Comme mentionné plus haut, la publication de la liste des expertises dans l’AI pour toute la Suisse est la dernière étape de la mise en œuvre des mesures dans le domaine des expertises médicales. Les mesures seront évaluées dans deux ans dans le cadre du programme de recherche de l’Assurance-invalidité (PR-AI). C’est au plus tard à ce moment-là que l’on verra leurs effets sur le système d’expertise et sur la répartition des mandats.
Plusieurs défis
Les listes des expertises peuvent également être utilisées comme outil de travail : elles donnent par exemple une vue d’ensemble des experts et des centres d’expertise disponibles ainsi que de leur orientation spécifique et de leur charge de travail. Ces données montrent l’offre dont disposent les offices AI pour attribuer le plus rapidement possible les mandats d’expertise.

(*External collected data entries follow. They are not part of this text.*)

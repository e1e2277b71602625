use criterion::{criterion_group, criterion_main, Criterion};
use std::hint::black_box;
use tygen::parser;

static INPUT: &str = include_str!("../../demos/big.tg");

fn parse(input: &[u8]) {
    let types = parser::parse_file("big.tg", input);
    black_box(types.map(|types| types.len()).unwrap_or(0));
}

fn criterion_benchmark(c: &mut Criterion) {
    c.bench_function("parser", |b| b.iter(|| parse(black_box(INPUT.as_bytes()))));
}

criterion_group!(benches, criterion_benchmark);
criterion_main!(benches);
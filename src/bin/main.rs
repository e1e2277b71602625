use std::{error::Error, process::ExitCode};

use clap::Parser;
use tygen::cli::{self, Cli};

fn main() -> ExitCode {
    if let Err(error) = run() {
        eprintln!("{error}");
        return ExitCode::FAILURE;
    }
    ExitCode::SUCCESS
}

fn run() -> Result<(), Box<dyn Error>> {
    let cli = Cli::parse();
    cli::run(&cli)
}
use super::{push_indent, Joiner, Options};
use crate::ast::{Field, FuncDecl, TypeDecl};

/// Renders the type table as JavaScript classes.
///
/// JavaScript is untyped, so no type translation happens and no reserved-word
/// check is performed; fields surface only through the generated constructor.
pub fn generate(types: &[TypeDecl], options: &Options) -> String {
    let mut out = String::new();
    let mut joiner = Joiner::new();
    for t in types {
        if joiner.join() {
            out.push('\n');
        }
        out.push_str("class ");
        out.push_str(&t.name);
        out.push_str(" {\n");

        push_indent(&mut out, options.indent);
        write_constructor(&t.fields, options, &mut out);
        write_methods(&t.methods, options, &mut out);
        out.push_str("}\n");
    }
    out
}

fn write_constructor(fields: &[Field], options: &Options, out: &mut String) {
    out.push_str("constructor(");
    let mut joiner = Joiner::new();
    for field in fields {
        if joiner.join() {
            out.push_str(", ");
        }
        out.push_str(&field.var_name);
    }
    out.push_str(") {\n");
    for field in fields {
        push_indent(out, 2 * options.indent);
        out.push_str("this.");
        out.push_str(&field.var_name);
        out.push_str(" = ");
        out.push_str(&field.var_name);
        out.push_str(";\n");
    }
    push_indent(out, options.indent);
    out.push_str("}\n");
}

fn write_methods(methods: &[FuncDecl], options: &Options, out: &mut String) {
    for method in methods {
        push_indent(out, options.indent);
        out.push_str(&method.name);
        out.push('(');

        let mut joiner = Joiner::new();
        for param in &method.params {
            if joiner.join() {
                out.push_str(", ");
            }
            out.push_str(&param.var_name);
        }
        out.push_str(") {}\n");
    }
}

#[cfg(test)]
mod tests {
    use super::super::tests::parse;
    use super::*;
    use indoc::indoc;
    use pretty_assertions::assert_eq;

    #[test]
    fn cat_class() {
        let types = parse(include_str!("../../demos/cat.tg"));
        let out = generate(&types, &Options::default());
        assert_eq!(
            out,
            indoc! {"
                class Cat {
                    constructor(name, age) {
                        this.name = name;
                        this.age = age;
                    }
                    meow(sound, volume) {}
                }
            "}
        );
    }

    #[test]
    fn two_classes_are_separated_by_a_blank_line() {
        let types = parse("type A {}\ntype B {}");
        let out = generate(&types, &Options::default());
        assert_eq!(
            out,
            indoc! {"
                class A {
                    constructor() {
                    }
                }

                class B {
                    constructor() {
                    }
                }
            "}
        );
    }
}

Différents défis se posent pour les expertises. Les offices AI doivent ainsi attribuer aussi vite que possible les nombreuses expertises aux experts et centres d’expertises disponibles afin d’éviter des retards dans la procédure, tout en sachant que le cercle d’experts entrant en ligne de compte en Suisse est très restreint et que l’on a déjà enregistré quelques défections en raison des nouveautés lourdes sur le plan administratif (enregistrements sonores et répartition selon le principe aléatoire). La pression des médias et de la politique sur les centres d’expertises et les experts, pression qui n’est pas toujours fondée sur des faits, joue probablement un rôle, comme les plaintes pénales déposées dans certains cas.
Pour terminer, on observe que les hôpitaux publics ne s’engagent guère dans le domaine des expertises médicales et que l’on accorde trop peu d’attention à la formation de nouveaux experts.